> _Work task_:
Reproduce all records word for word.

[Collected data]

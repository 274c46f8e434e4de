use anyhow::{Context, Result};
use directories::UserDirs;
use serde::{Deserialize, Serialize};
use std::fs;
use std::path::PathBuf;

use crate::error::ConfigError;
use crate::guardrails::GuardrailOptions;

// ── Top-level config ──────────────────────────────────────────────

#[derive(Debug, Clone, Serialize, Deserialize)]
pub struct Config {
    /// Path to config.toml - computed from home, not serialized
    #[serde(skip)]
    pub config_path: PathBuf,

    pub gemini_api_key: Option<String>,
    pub serp_api_key: Option<String>,

    #[serde(default = "default_model")]
    pub model: String,
    #[serde(default = "default_image_model")]
    pub image_model: String,
    #[serde(default = "default_temperature")]
    pub temperature: f64,
    #[serde(default = "default_max_tokens")]
    pub max_tokens: u32,

    /// SQLite content store location. Tilde is expanded on access,
    /// not at parse time, so the stored value stays portable.
    #[serde(default = "default_db_path")]
    pub db_path: String,

    /// Generations scoring below this get a warning on the CLI.
    #[serde(default = "default_min_quality_score")]
    pub min_quality_score: f64,

    /// Sessions idle longer than this are swept by the gateway.
    #[serde(default = "default_session_timeout_minutes")]
    pub session_timeout_minutes: u64,

    /// Origins allowed to call the gateway from a browser. Empty means no
    /// CORS headers are sent.
    #[serde(default)]
    pub cors_origins: Vec<String>,

    #[serde(default)]
    pub guardrails: GuardrailOptions,
}

fn default_model() -> String {
    "gemini-1.5-pro".into()
}

fn default_image_model() -> String {
    "imagen-4.0-generate-001".into()
}

fn default_temperature() -> f64 {
    0.7
}

fn default_max_tokens() -> u32 {
    8192
}

fn default_db_path() -> String {
    "~/.reach/content.db".into()
}

fn default_min_quality_score() -> f64 {
    0.7
}

fn default_session_timeout_minutes() -> u64 {
    60
}

// ── Config impl ──────────────────────────────────────────────────

impl Default for Config {
    fn default() -> Self {
        let home =
            UserDirs::new().map_or_else(|| PathBuf::from("."), |u| u.home_dir().to_path_buf());
        let reach_dir = home.join(".reach");

        Self {
            config_path: reach_dir.join("config.toml"),
            gemini_api_key: None,
            serp_api_key: None,
            model: default_model(),
            image_model: default_image_model(),
            temperature: default_temperature(),
            max_tokens: default_max_tokens(),
            db_path: default_db_path(),
            min_quality_score: default_min_quality_score(),
            session_timeout_minutes: default_session_timeout_minutes(),
            cors_origins: Vec::new(),
            guardrails: GuardrailOptions::default(),
        }
    }
}

impl Config {
    pub fn load_or_init() -> Result<Self> {
        let home = UserDirs::new()
            .map(|u| u.home_dir().to_path_buf())
            .context("Could not find home directory")?;
        let reach_dir = home.join(".reach");
        let config_path = reach_dir.join("config.toml");

        if !reach_dir.exists() {
            fs::create_dir_all(&reach_dir).context("Failed to create .reach directory")?;
        }

        if config_path.exists() {
            let contents =
                fs::read_to_string(&config_path).context("Failed to read config file")?;
            let mut config: Config =
                toml::from_str(&contents).context("Failed to parse config file")?;
            // Set computed paths that are skipped during serialization
            config.config_path.clone_from(&config_path);
            config.validate()?;
            Ok(config)
        } else {
            let config = Self {
                config_path: config_path.clone(),
                ..Self::default()
            };
            config.save()?;
            Ok(config)
        }
    }

    /// Apply environment variable overrides to config
    pub fn apply_env_overrides(&mut self) {
        // Gemini key: REACH_GEMINI_API_KEY or GEMINI_API_KEY
        if let Ok(key) =
            std::env::var("REACH_GEMINI_API_KEY").or_else(|_| std::env::var("GEMINI_API_KEY"))
        {
            if !key.is_empty() {
                self.gemini_api_key = Some(key);
            }
        }

        // Search key: REACH_SERP_API_KEY or SERPAPI_KEY
        if let Ok(key) =
            std::env::var("REACH_SERP_API_KEY").or_else(|_| std::env::var("SERPAPI_KEY"))
        {
            if !key.is_empty() {
                self.serp_api_key = Some(key);
            }
        }

        // Text model: REACH_MODEL
        if let Ok(model) = std::env::var("REACH_MODEL") {
            if !model.is_empty() {
                self.model = model;
            }
        }

        // Image model: REACH_IMAGE_MODEL
        if let Ok(model) = std::env::var("REACH_IMAGE_MODEL") {
            if !model.is_empty() {
                self.image_model = model;
            }
        }

        // Content store path: REACH_DB_PATH
        if let Ok(path) = std::env::var("REACH_DB_PATH") {
            if !path.is_empty() {
                self.db_path = path;
            }
        }

        // Temperature: REACH_TEMPERATURE
        if let Ok(temp_str) = std::env::var("REACH_TEMPERATURE") {
            if let Ok(temp) = temp_str.parse::<f64>() {
                if (0.0..=2.0).contains(&temp) {
                    self.temperature = temp;
                }
            }
        }
    }

    pub fn validate(&self) -> std::result::Result<(), ConfigError> {
        if !(0.0..=2.0).contains(&self.temperature) {
            return Err(ConfigError::Validation(format!(
                "temperature must be between 0.0 and 2.0, got {}",
                self.temperature
            )));
        }
        if self.max_tokens == 0 {
            return Err(ConfigError::Validation("max_tokens must be positive".into()));
        }
        if !(0.0..=1.0).contains(&self.min_quality_score) {
            return Err(ConfigError::Validation(format!(
                "min_quality_score must be between 0.0 and 1.0, got {}",
                self.min_quality_score
            )));
        }
        if self.model.trim().is_empty() {
            return Err(ConfigError::Validation("model must not be empty".into()));
        }
        if self.db_path.trim().is_empty() {
            return Err(ConfigError::Validation("db_path must not be empty".into()));
        }
        Ok(())
    }

    /// The content store path with `~` expanded to the home directory.
    pub fn expanded_db_path(&self) -> PathBuf {
        PathBuf::from(shellexpand::tilde(&self.db_path).to_string())
    }

    pub fn save(&self) -> Result<()> {
        let toml_str = toml::to_string_pretty(self).context("Failed to serialize config")?;
        fs::write(&self.config_path, toml_str).context("Failed to write config file")?;
        Ok(())
    }
}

> _Result of the task_:
repository 274c46f8e434e4de
use anyhow::{Context, Result};
use directories::UserDirs;
use serde::{Deserialize, Serialize};
use std::fs;
use std::path::PathBuf;

use crate::error::ConfigError;
use crate::guardrails::GuardrailOptions;

// ── Top-level config ──────────────────────────────────────────────

#[derive(Debug, Clone, Serialize, Deserialize)]
pub struct Config {
    /// Path to config.toml - computed from home, not serialized
    #[serde(skip)]
    pub config_path: PathBuf,

    pub gemini_api_key: Option<String>,
    pub serp_api_key: Option<String>,

    #[serde(default = "default_model")]
    pub model: String,
    #[serde(default = "default_image_model")]
    pub image_model: String,
    #[serde(default = "default_temperature")]
    pub temperature: f64,
    #[serde(default = "default_max_tokens")]
    pub max_tokens: u32,

    /// SQLite content store location. Tilde is expanded on access,
    /// not at parse time, so the stored value stays portable.
    #[serde(default = "default_db_path")]
    pub db_path: String,

    /// Generations scoring below this get a warning on the CLI.
    #[serde(default = "default_min_quality_score")]
    pub min_quality_score: f64,

    /// Sessions idle longer than this are swept by the gateway.
    #[serde(default = "default_session_timeout_minutes")]
    pub session_timeout_minutes: u64,

    /// Origins allowed to call the gateway from a browser. Empty means no
    /// CORS headers are sent.
    #[serde(default)]
    pub cors_origins: Vec<String>,

    #[serde(default)]
    pub guardrails: GuardrailOptions,
}

fn default_model() -> String {
    "gemini-1.5-pro".into()
}

fn default_image_model() -> String {
    "imagen-4.0-generate-001".into()
}

fn default_temperature() -> f64 {
    0.7
}

fn default_max_tokens() -> u32 {
    8192
}

fn default_db_path() -> String {
    "~/.reach/content.db".into()
}

fn default_min_quality_score() -> f64 {
    0.7
}

fn default_session_timeout_minutes() -> u64 {
    60
}

// ── Config impl ──────────────────────────────────────────────────

impl Default for Config {
    fn default() -> Self {
        let home =
            UserDirs::new().map_or_else(|| PathBuf::from("."), |u| u.home_dir().to_path_buf());
        let reach_dir = home.join(".reach");

        Self {
            config_path: reach_dir.join("config.toml"),
            gemini_api_key: None,
            serp_api_key: None,
            model: default_model(),
            image_model: default_image_model(),
            temperature: default_temperature(),
            max_tokens: default_max_tokens(),
            db_path: default_db_path(),
            min_quality_score: default_min_quality_score(),
            session_timeout_minutes: default_session_timeout_minutes(),
            cors_origins: Vec::new(),
            guardrails: GuardrailOptions::default(),
        }
    }
}

impl Config {
    pub fn load_or_init() -> Result<Self> {
        let home = UserDirs::new()
            .map(|u| u.home_dir().to_path_buf())
            .context("Could not find home directory")?;
        let reach_dir = home.join(".reach");
        let config_path = reach_dir.join("config.toml");

        if !reach_dir.exists() {
            fs::create_dir_all(&reach_dir).context("Failed to create .reach directory")?;
        }

        if config_path.exists() {
            let contents =
                fs::read_to_string(&config_path).context("Failed to read config file")?;
            let mut config: Config =
                toml::from_str(&contents).context("Failed to parse config file")?;
            // Set computed paths that are skipped during serialization
            config.config_path.clone_from(&config_path);
            config.validate()?;
            Ok(config)
        } else {
            let config = Self {
                config_path: config_path.clone(),
                ..Self::default()
            };
            config.save()?;
            Ok(config)
        }
    }

    /// Apply environment variable overrides to config
    pub fn apply_env_overrides(&mut self) {
        // Gemini key: REACH_GEMINI_API_KEY or GEMINI_API_KEY
        if let Ok(key) =
            std::env::var("REACH_GEMINI_API_KEY").or_else(|_| std::env::var("GEMINI_API_KEY"))
        {
            if !key.is_empty() {
                self.gemini_api_key = Some(key);
            }
        }

        // Search key: REACH_SERP_API_KEY or SERPAPI_KEY
        if let Ok(key) =
            std::env::var("REACH_SERP_API_KEY").or_else(|_| std::env::var("SERPAPI_KEY"))
        {
            if !key.is_empty() {
                self.serp_api_key = Some(key);
            }
        }

        // Text model: REACH_MODEL
        if let Ok(model) = std::env::var("REACH_MODEL") {
            if !model.is_empty() {
                self.model = model;
            }
        }

        // Image model: REACH_IMAGE_MODEL
        if let Ok(model) = std::env::var("REACH_IMAGE_MODEL") {
            if !model.is_empty() {
                self.image_model = model;
            }
        }

        // Content store path: REACH_DB_PATH
        if let Ok(path) = std::env::var("REACH_DB_PATH") {
            if !path.is_empty() {
                self.db_path = path;
            }
        }

        // Temperature: REACH_TEMPERATURE
        if let Ok(temp_str) = std::env::var("REACH_TEMPERATURE") {
            if let Ok(temp) = temp_str.parse::<f64>() {
                if (0.0..=2.0).contains(&temp) {
                    self.temperature = temp;
                }
            }
        }
    }

    pub fn validate(&self) -> std::result::Result<(), ConfigError> {
        if !(0.0..=2.0).contains(&self.temperature) {
            return Err(ConfigError::Validation(format!(
                "temperature must be between 0.0 and 2.0, got {}",
                self.temperature
            )));
        }
        if self.max_tokens == 0 {
            return Err(ConfigError::Validation("max_tokens must be positive".into()));
        }
        if !(0.0..=1.0).contains(&self.min_quality_score) {
            return Err(ConfigError::Validation(format!(
                "min_quality_score must be between 0.0 and 1.0, got {}",
                self.min_quality_score
            )));
        }
        if self.model.trim().is_empty() {
            return Err(ConfigError::Validation("model must not be empty".into()));
        }
        if self.db_path.trim().is_empty() {
            return Err(ConfigError::Validation("db_path must not be empty".into()));
        }
        Ok(())
    }

    /// The content store path with `~` expanded to the home directory.
    pub fn expanded_db_path(&self) -> PathBuf {
        PathBuf::from(shellexpand::tilde(&self.db_path).to_string())
    }

    pub fn save(&self) -> Result<()> {
        let toml_str = toml::to_string_pretty(self).context("Failed to serialize config")?;
        fs::write(&self.config_path, toml_str).context("Failed to write config file")?;
        Ok(())
    }
}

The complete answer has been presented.